Task objective :: Go through the data and copy each line where the word "begin" shows up.

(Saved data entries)
____________

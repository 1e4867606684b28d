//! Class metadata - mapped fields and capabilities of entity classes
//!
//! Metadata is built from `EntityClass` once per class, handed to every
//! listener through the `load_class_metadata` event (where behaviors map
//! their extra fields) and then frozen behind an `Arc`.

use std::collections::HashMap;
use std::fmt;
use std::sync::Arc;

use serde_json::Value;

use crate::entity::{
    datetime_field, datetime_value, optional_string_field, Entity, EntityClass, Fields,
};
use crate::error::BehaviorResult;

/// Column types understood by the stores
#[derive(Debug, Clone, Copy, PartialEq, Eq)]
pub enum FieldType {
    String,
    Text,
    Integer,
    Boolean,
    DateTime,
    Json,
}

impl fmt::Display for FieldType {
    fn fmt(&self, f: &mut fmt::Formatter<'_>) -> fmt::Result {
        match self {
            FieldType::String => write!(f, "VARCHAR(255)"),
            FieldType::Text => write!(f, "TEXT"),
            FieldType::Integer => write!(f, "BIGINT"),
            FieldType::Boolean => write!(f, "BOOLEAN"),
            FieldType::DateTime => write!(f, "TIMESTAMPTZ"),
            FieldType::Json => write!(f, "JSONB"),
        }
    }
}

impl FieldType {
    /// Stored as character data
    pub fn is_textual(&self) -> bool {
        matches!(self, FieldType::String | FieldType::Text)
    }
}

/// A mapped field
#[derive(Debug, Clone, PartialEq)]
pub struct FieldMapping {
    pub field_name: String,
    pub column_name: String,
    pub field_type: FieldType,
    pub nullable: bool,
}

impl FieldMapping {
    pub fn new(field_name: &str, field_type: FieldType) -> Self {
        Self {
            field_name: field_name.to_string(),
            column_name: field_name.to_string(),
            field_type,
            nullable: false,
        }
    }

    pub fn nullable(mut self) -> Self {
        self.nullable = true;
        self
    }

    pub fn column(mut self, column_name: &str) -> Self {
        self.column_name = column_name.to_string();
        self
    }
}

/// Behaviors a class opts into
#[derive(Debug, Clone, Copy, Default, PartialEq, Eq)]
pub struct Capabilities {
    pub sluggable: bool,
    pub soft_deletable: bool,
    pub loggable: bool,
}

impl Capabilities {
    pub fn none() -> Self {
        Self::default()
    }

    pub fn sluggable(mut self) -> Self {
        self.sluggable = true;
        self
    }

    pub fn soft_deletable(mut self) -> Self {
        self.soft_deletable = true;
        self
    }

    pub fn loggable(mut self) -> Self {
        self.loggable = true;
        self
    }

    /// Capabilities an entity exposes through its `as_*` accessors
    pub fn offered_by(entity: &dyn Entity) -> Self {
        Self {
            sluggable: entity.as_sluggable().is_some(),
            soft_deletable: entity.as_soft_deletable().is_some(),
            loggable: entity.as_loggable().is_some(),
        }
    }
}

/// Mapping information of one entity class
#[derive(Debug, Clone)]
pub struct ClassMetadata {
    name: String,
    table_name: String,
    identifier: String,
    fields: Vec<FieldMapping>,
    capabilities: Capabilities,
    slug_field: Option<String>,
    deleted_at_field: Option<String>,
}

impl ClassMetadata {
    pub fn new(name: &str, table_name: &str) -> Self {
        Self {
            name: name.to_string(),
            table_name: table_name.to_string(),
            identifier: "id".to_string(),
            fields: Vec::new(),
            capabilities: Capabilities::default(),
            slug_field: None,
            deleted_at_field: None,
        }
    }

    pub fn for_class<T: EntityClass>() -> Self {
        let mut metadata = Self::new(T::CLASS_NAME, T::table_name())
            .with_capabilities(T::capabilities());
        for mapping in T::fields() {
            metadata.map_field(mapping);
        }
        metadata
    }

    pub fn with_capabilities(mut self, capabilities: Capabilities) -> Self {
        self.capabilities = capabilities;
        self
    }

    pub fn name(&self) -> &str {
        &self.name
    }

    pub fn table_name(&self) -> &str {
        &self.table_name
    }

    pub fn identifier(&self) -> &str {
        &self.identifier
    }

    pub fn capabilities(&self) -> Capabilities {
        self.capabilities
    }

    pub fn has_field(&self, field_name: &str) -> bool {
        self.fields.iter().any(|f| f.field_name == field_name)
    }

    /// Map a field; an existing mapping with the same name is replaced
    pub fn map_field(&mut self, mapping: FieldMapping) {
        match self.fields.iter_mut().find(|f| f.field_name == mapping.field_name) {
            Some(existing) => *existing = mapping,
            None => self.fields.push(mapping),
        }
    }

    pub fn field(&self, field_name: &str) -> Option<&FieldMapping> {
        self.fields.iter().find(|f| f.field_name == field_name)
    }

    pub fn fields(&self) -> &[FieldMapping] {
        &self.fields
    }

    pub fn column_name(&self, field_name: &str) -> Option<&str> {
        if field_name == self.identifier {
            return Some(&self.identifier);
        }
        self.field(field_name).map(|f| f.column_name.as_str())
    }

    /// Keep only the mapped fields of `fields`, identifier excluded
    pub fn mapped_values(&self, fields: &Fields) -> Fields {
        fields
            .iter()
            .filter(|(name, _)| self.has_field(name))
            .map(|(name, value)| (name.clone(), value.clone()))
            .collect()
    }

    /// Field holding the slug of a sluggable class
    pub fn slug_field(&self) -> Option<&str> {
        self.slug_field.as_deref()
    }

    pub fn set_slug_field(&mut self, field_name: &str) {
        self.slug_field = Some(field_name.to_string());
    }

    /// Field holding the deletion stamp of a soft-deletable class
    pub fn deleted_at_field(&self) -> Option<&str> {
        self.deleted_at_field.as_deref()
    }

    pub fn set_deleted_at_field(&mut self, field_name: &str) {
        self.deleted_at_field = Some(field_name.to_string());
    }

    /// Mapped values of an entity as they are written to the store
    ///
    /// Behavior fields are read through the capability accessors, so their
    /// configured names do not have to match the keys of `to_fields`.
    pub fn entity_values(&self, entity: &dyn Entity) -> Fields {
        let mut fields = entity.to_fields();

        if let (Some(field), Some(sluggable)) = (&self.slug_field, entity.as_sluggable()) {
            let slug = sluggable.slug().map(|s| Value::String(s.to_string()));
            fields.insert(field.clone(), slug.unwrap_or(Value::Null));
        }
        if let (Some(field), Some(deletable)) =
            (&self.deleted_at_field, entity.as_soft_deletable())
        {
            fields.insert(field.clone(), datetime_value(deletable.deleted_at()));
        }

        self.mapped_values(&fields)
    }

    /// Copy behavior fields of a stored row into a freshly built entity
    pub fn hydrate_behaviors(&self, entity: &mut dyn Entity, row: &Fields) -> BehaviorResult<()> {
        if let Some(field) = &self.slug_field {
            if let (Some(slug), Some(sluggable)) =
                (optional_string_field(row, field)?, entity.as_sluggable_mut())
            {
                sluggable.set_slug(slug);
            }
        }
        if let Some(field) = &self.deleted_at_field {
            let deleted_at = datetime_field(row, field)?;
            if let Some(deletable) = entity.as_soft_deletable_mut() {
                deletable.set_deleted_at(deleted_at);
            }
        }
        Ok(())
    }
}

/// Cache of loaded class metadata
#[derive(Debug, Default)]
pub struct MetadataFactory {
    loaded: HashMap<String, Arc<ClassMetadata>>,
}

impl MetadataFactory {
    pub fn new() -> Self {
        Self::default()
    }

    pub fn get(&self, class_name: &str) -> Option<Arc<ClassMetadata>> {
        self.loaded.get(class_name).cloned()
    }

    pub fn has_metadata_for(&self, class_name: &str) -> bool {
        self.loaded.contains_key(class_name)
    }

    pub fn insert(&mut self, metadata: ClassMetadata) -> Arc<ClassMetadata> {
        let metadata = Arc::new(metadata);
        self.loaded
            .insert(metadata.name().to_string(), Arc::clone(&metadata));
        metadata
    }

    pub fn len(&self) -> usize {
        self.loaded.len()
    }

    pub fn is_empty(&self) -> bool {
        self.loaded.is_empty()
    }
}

____________

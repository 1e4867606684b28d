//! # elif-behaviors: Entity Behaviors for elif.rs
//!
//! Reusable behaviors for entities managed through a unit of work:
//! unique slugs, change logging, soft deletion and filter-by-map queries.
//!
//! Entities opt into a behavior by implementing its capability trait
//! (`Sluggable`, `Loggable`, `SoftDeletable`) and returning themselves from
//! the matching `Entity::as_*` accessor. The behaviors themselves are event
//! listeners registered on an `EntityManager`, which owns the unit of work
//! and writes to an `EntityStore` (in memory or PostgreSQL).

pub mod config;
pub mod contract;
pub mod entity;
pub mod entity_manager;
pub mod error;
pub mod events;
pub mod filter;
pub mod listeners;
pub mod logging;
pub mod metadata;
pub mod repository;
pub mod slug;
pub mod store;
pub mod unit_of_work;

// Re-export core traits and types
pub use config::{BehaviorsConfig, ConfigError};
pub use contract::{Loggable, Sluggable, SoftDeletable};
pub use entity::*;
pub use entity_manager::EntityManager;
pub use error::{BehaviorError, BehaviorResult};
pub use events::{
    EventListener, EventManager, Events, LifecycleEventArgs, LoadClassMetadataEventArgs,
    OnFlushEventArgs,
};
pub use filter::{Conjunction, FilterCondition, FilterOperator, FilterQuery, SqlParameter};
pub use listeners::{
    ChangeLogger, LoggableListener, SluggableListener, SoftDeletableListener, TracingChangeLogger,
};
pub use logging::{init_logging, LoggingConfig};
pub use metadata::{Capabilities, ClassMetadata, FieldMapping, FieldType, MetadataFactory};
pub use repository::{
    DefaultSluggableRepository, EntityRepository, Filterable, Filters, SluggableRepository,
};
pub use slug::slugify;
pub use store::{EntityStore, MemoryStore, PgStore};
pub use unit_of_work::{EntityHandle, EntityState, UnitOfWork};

____________

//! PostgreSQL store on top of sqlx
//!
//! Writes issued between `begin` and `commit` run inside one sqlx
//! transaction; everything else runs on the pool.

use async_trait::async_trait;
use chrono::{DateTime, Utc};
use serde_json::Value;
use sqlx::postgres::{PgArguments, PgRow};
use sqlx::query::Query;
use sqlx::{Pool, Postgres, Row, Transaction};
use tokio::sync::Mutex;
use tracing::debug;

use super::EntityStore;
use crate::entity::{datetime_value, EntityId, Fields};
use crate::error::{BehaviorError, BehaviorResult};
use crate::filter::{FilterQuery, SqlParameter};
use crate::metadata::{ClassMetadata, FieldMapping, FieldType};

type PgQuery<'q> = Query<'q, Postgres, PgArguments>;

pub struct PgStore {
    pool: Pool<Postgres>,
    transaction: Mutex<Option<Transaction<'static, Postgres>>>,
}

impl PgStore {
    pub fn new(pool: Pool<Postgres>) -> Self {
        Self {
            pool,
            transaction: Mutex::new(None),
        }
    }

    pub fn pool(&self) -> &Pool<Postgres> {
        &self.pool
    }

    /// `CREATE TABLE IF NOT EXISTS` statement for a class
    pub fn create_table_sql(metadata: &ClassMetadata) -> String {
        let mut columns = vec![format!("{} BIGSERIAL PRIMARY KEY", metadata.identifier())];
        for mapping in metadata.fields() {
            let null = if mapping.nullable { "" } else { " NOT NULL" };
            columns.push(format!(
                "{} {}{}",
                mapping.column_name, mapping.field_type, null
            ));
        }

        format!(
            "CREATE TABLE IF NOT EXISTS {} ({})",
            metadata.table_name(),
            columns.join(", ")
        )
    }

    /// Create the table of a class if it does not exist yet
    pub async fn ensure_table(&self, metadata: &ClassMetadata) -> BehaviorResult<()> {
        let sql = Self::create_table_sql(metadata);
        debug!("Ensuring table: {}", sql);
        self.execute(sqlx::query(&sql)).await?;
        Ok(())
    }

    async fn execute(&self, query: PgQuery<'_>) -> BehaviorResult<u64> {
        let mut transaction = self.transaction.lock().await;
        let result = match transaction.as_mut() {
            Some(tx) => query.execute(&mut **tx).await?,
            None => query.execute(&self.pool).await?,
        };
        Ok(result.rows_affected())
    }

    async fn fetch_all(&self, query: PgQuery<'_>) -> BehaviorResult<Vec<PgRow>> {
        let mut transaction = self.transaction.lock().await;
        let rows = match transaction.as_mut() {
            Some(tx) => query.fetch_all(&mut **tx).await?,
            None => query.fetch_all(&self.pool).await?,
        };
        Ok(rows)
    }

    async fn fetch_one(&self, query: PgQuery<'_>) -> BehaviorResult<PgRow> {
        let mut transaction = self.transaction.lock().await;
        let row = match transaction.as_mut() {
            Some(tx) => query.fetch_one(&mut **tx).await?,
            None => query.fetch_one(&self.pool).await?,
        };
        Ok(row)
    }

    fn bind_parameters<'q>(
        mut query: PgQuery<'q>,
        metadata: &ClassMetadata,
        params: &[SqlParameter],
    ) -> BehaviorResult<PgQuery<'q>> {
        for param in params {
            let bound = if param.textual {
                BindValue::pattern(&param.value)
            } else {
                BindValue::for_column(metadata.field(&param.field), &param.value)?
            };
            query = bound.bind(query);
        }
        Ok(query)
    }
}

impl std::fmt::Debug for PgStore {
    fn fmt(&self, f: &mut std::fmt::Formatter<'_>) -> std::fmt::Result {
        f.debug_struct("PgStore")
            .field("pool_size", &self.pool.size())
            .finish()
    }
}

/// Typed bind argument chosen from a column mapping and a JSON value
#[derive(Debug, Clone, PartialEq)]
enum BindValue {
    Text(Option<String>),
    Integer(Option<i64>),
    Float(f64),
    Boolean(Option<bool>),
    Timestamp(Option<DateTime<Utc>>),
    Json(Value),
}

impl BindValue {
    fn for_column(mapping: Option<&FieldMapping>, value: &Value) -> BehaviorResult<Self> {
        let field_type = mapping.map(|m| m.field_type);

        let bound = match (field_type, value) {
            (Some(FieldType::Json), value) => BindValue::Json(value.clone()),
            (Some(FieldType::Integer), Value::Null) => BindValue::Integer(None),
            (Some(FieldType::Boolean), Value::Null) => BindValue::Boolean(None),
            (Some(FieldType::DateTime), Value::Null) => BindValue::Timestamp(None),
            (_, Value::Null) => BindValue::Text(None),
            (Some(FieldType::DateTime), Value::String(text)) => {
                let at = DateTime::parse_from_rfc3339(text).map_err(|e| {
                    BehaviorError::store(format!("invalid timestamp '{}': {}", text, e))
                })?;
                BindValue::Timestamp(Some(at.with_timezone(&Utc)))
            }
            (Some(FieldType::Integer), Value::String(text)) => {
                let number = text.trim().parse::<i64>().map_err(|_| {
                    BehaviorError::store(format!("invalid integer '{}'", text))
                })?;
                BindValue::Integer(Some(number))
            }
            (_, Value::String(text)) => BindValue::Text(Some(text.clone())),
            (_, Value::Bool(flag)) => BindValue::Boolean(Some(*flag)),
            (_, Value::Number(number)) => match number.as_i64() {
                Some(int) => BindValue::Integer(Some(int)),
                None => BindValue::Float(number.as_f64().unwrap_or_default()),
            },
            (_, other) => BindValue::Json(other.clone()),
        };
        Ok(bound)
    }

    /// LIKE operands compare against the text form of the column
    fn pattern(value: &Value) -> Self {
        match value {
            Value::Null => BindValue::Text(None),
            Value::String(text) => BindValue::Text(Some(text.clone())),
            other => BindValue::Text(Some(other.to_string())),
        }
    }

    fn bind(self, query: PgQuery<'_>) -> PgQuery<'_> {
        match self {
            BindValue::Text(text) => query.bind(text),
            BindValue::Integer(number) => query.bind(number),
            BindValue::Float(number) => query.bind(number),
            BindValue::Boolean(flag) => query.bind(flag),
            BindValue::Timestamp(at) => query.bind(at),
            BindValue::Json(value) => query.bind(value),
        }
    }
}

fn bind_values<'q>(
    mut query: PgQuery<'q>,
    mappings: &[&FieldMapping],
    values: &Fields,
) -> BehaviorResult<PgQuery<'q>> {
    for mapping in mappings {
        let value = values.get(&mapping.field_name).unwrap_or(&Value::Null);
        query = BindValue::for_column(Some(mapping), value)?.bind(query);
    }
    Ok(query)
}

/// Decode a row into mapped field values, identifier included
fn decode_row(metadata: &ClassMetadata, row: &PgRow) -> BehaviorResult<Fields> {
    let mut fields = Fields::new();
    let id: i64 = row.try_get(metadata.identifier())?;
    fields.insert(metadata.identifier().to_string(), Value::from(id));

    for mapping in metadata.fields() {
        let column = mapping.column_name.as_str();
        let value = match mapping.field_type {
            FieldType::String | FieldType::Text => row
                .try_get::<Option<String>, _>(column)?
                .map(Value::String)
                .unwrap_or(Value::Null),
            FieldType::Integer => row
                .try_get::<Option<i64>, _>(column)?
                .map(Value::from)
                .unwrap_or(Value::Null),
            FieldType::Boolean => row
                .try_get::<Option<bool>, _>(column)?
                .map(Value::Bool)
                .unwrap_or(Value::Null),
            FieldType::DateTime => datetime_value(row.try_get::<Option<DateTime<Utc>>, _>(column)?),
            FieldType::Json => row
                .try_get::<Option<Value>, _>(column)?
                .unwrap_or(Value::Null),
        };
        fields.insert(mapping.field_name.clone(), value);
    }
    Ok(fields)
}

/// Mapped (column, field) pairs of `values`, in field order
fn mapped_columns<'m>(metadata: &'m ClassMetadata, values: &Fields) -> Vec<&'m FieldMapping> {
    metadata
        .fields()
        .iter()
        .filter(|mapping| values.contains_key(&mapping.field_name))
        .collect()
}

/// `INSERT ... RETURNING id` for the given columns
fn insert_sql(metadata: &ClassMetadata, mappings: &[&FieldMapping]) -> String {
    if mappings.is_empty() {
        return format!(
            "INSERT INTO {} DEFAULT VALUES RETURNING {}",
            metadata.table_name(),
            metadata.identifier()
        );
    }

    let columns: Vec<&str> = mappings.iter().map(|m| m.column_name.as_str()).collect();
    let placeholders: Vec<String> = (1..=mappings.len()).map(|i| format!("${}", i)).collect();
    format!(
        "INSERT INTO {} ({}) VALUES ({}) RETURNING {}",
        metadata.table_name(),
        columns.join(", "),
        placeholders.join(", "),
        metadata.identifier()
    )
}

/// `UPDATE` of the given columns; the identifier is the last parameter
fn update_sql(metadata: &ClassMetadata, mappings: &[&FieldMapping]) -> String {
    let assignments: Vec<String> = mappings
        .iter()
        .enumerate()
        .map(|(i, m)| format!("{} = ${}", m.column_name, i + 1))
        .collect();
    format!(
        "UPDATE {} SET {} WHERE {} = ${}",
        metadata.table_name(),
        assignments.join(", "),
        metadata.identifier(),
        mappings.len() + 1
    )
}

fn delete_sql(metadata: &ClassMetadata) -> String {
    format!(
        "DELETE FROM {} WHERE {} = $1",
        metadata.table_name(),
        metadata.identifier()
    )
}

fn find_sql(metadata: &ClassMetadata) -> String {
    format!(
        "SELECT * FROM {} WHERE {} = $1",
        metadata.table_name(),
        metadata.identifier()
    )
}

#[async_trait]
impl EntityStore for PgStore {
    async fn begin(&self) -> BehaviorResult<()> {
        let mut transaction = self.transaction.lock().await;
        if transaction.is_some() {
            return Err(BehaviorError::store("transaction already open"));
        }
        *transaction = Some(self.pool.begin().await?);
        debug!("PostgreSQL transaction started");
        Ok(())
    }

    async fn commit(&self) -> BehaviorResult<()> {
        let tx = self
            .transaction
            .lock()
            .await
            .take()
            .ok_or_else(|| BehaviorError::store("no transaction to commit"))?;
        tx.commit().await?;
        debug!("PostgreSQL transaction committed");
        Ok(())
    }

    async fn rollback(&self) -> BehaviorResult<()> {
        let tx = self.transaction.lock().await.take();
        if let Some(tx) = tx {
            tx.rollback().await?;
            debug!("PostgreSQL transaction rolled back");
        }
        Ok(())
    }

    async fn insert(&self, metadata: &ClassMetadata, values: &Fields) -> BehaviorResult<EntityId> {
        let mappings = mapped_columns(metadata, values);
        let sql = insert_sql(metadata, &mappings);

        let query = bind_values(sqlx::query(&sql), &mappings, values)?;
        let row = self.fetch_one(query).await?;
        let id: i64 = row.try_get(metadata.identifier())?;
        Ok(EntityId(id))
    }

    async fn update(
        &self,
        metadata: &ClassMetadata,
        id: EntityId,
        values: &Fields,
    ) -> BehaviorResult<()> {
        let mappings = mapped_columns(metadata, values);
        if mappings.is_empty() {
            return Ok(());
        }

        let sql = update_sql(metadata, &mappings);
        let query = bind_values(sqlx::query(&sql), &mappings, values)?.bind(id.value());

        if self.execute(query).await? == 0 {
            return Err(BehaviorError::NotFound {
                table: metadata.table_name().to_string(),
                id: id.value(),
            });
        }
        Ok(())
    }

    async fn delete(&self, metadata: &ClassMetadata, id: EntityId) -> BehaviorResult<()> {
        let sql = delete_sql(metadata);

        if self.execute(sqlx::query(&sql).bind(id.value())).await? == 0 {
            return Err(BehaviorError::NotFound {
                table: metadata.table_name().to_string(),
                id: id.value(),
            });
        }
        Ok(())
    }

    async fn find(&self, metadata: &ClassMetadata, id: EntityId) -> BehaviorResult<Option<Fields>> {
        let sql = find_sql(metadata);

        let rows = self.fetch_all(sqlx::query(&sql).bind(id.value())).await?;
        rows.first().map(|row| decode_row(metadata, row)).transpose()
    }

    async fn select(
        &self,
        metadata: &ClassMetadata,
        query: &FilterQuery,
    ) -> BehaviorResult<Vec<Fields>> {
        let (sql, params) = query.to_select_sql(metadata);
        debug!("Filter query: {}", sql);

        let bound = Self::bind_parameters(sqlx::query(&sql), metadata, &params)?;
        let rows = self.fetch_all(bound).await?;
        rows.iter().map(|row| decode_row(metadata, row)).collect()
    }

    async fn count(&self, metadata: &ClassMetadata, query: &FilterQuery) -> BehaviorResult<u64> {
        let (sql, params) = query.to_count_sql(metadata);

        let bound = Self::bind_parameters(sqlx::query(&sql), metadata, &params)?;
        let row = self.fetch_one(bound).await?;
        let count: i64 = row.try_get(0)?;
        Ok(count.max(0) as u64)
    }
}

____________

Answer below ::
//! Writes issued between `begin` and `commit` run inside one sqlx
    async fn begin(&self) -> BehaviorResult<()> {
        *transaction = Some(self.pool.begin().await?);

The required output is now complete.